Sec. 3. The mother may recover from the father a reasonable share of the necessary support and care of the child, including necessary maintenance, medical care, education and the child's funeral expenses in the event of the death of the child.

Sec. 4. The mother may recover from the father the necessary expenses of the pregnancy and birth.

* * *

* * *

Sec. 9. An action to compel support may be brought by the mother, or, in case of her death, by her legal representatives. If the mother be insane, of unsound mind, under eighteen (18) years of age or under any other disability, the action may be brought by her guardian or next friend. If the mother dies during the pendency of the action, the child by its guardian or next friend may be substituted for the mother. The action shall be commenced by filing a verified petition."

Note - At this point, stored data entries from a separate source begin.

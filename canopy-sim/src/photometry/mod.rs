//! Photometric models for light arriving at the working plane

pub mod point_source;

pub use point_source::{irradiance_contribution, CalibrationError, CalibrationProfile};
//! Lighting design documents.
//!
//! A design is the plain-data description of a room and its fixtures that
//! the command line tools read. The engine itself never stores designs; it
//! only borrows the room and fixture values out of them.

use serde::{Deserialize, Serialize};
use std::path::Path;

use shared::units::PowerDensity;

use crate::config::{read_json, write_json, ConfigError};
use crate::field::stats::FieldStatistics;
use crate::hardware::fixture::Fixture;
use crate::hardware::room::Room;
use crate::optimizer::constraints::OptimizationConstraints;
use crate::physics::acceptance::{evaluate_acceptance, AcceptanceReport};
use crate::physics::climate::{ClimateAssessment, ClimateReading, ClimateTargets};
use crate::physics::PhysicsError;

fn default_photoperiod() -> f64 {
    18.0
}

#[derive(Debug, Clone, PartialEq, Serialize, Deserialize)]
pub struct LightingDesign {
    #[serde(default)]
    pub name: String,
    pub room: Room,
    #[serde(default)]
    pub fixtures: Vec<Fixture>,
    #[serde(default)]
    pub constraints: Option<OptimizationConstraints>,
    /// Lights-on hours per day
    #[serde(default = "default_photoperiod")]
    pub photoperiod_hours: f64,
    #[serde(default)]
    pub climate: Option<ClimateReading>,
}

impl LightingDesign {
    pub fn new(name: impl Into<String>, room: Room, fixtures: Vec<Fixture>) -> Self {
        Self {
            name: name.into(),
            room,
            fixtures,
            constraints: None,
            photoperiod_hours: default_photoperiod(),
            climate: None,
        }
    }

    pub fn load(path: impl AsRef<Path>) -> Result<Self, ConfigError> {
        read_json(path.as_ref())
    }

    pub fn save(&self, path: impl AsRef<Path>) -> Result<(), ConfigError> {
        write_json(self, path.as_ref())
    }

    /// Climate of the room against `targets`, if the design records one
    pub fn assess_climate(
        &self,
        targets: &ClimateTargets,
    ) -> Result<Option<ClimateAssessment>, PhysicsError> {
        self.climate
            .as_ref()
            .map(|reading| reading.assess(targets))
            .transpose()
    }

    /// Accept or reject a lit field under this design's photoperiod and
    /// climate. The climate check is included whenever a reading is present.
    pub fn acceptance(
        &self,
        statistics: &FieldStatistics,
        power_density: PowerDensity,
        constraints: &OptimizationConstraints,
        targets: &ClimateTargets,
    ) -> Result<AcceptanceReport, PhysicsError> {
        let climate = self.assess_climate(targets)?;
        evaluate_acceptance(
            statistics,
            power_density,
            constraints,
            self.photoperiod_hours,
            climate.as_ref(),
        )
    }
}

Under the law effective at the time of the mother's initial suit, only the mother could file a petition pursuant to the statutorily defined procedure for establishing an alleged father's obligation to support his child. A______. B______. v. C______. D______. (1971), 150 Ind.App. 535, 277 N.E.2d 599; Fisher v. State of Indiana ex rel. Morrow (1947), 117 Ind.App. 552, 74 N.E.2d 743 (decided under 3-631, Burns' 1946 Replacement which was replaced, but not in effect changed, by IC 31-4-1-9); accord, Harter v. Johnson (1861), 16 Ind. 271.

Effective October 1, 1979, IC 31-4-1-1 et seq. was repealed and replaced by IC 31-6-6.1-1 et seq. (Acts 1979, P.L. 277, Section 1). An important aspect of the new act is that the mother is no longer the only person in whose name a paternity action can be brought. IC 31-6-6.1-2 reads as follows:

"Persons who may file paternity action--Necessary parties.--(a) A paternity action may be filed by the following persons:

(1) The mother, or expectant mother.

(2) A man...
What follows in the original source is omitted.